## Given records
◆ ◆ ◆ ◆ ◆ ◆ ◆

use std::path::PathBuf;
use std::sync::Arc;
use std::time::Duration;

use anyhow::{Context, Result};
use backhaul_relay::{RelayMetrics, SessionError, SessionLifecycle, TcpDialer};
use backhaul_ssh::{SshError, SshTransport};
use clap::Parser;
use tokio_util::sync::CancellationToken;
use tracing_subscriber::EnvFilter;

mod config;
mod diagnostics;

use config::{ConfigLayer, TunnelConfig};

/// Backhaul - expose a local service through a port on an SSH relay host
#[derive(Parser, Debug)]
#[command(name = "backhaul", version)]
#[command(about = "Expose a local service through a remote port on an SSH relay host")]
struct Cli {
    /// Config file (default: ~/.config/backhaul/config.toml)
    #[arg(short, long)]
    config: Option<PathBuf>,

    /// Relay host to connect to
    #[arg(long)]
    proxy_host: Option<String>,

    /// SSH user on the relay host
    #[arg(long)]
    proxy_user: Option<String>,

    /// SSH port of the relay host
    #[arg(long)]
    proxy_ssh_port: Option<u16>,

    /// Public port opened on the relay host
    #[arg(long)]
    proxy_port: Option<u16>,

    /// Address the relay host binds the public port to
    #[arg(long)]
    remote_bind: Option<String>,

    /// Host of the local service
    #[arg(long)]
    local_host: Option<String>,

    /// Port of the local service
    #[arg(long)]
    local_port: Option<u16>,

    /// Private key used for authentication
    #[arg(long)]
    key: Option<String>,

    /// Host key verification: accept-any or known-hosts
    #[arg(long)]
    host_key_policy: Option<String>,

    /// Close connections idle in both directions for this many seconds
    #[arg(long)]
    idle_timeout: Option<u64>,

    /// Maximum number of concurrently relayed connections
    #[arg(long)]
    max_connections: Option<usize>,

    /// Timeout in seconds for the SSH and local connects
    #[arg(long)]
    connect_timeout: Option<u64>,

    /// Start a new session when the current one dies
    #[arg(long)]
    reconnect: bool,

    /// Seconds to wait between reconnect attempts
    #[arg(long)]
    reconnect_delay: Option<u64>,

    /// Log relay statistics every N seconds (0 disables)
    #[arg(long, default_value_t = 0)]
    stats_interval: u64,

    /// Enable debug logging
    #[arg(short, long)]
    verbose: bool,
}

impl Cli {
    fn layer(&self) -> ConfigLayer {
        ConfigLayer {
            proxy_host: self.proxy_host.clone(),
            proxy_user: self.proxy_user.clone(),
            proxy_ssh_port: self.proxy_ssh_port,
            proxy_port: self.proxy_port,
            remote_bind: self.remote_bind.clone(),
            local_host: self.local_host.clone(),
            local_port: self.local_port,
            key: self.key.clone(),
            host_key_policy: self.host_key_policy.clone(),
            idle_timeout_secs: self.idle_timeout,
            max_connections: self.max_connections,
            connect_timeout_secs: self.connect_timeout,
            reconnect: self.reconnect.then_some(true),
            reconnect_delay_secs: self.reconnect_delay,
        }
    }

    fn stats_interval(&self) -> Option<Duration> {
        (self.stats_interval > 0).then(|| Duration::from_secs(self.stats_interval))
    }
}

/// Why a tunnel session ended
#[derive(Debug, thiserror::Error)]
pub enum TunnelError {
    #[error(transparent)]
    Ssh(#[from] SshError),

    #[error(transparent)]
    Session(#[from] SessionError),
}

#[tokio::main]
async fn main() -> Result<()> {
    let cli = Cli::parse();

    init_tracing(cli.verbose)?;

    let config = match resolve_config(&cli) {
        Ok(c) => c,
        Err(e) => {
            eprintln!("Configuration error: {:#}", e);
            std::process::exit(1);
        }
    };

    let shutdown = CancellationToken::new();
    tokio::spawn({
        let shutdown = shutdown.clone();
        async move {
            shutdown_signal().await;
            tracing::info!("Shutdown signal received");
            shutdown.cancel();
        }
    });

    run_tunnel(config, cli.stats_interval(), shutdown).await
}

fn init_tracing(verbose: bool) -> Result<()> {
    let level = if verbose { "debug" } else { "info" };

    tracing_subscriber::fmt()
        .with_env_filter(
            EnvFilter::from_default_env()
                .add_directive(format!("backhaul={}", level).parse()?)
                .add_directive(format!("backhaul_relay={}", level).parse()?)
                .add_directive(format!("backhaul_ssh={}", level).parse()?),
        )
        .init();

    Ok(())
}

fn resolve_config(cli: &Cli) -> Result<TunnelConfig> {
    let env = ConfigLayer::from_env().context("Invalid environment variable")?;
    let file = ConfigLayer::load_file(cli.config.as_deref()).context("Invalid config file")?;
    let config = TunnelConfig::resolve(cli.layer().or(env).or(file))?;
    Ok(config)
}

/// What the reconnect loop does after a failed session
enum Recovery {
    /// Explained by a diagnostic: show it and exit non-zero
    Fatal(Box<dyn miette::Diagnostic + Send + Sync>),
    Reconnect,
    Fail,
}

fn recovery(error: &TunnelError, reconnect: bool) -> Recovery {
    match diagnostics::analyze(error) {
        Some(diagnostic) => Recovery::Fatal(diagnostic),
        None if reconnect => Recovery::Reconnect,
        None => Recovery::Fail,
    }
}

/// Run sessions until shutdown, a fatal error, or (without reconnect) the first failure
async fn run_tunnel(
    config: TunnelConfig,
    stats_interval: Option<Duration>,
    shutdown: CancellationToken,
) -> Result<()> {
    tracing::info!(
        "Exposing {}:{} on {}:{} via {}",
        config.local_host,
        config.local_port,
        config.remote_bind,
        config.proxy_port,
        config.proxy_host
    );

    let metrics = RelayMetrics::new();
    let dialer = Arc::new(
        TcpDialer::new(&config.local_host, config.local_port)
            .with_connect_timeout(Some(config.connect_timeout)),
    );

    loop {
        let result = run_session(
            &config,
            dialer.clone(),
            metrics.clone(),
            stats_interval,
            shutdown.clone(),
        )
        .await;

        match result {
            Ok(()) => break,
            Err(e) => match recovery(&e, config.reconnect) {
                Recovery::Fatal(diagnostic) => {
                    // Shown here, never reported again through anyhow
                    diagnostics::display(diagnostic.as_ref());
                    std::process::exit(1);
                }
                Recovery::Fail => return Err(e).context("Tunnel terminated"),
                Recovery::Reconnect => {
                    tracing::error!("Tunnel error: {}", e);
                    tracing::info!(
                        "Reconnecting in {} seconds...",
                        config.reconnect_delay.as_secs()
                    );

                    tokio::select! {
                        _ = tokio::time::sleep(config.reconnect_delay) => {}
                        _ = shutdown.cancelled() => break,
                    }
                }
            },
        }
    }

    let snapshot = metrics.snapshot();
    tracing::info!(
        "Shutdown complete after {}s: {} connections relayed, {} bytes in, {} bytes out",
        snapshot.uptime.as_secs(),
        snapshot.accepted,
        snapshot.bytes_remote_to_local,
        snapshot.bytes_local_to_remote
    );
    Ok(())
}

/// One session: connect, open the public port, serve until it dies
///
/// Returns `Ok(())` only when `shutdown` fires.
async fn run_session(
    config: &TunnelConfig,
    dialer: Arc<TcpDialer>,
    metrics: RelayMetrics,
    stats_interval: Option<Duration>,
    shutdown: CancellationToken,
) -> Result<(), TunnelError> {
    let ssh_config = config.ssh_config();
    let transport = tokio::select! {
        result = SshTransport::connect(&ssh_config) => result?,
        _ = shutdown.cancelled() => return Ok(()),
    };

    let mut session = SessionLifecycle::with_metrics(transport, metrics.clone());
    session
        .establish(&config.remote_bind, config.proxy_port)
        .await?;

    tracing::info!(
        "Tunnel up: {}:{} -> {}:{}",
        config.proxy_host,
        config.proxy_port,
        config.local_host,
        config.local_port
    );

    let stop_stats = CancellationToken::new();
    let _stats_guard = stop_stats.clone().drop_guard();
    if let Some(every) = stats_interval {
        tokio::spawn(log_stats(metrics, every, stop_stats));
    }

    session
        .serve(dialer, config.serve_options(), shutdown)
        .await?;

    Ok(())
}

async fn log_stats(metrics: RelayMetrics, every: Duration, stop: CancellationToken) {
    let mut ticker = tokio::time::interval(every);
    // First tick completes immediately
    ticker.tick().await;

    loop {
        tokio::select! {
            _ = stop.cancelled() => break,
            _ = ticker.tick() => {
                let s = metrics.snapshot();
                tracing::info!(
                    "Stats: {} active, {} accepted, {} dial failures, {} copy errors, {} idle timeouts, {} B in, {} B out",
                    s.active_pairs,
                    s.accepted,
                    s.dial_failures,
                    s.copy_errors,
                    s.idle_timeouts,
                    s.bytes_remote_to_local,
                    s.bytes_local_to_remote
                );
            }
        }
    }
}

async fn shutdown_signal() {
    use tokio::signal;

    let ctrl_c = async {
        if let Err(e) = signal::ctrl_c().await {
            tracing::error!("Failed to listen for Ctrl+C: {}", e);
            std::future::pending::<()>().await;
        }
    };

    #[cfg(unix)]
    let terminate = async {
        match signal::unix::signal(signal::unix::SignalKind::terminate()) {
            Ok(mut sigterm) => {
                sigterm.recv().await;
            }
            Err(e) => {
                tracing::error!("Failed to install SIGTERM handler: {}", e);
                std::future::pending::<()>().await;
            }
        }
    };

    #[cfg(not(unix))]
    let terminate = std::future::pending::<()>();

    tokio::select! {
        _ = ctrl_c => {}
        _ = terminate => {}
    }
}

◆ ◆ ◆ ◆ ◆ ◆ ◆

## Task statement
In the listing above, locate each line with "service" and copy it.

## Task solution
/// Backhaul - expose a local service through a port on an SSH relay host
#[command(about = "Expose a local service through a remote port on an SSH relay host")]
    /// Host of the local service
    /// Port of the local service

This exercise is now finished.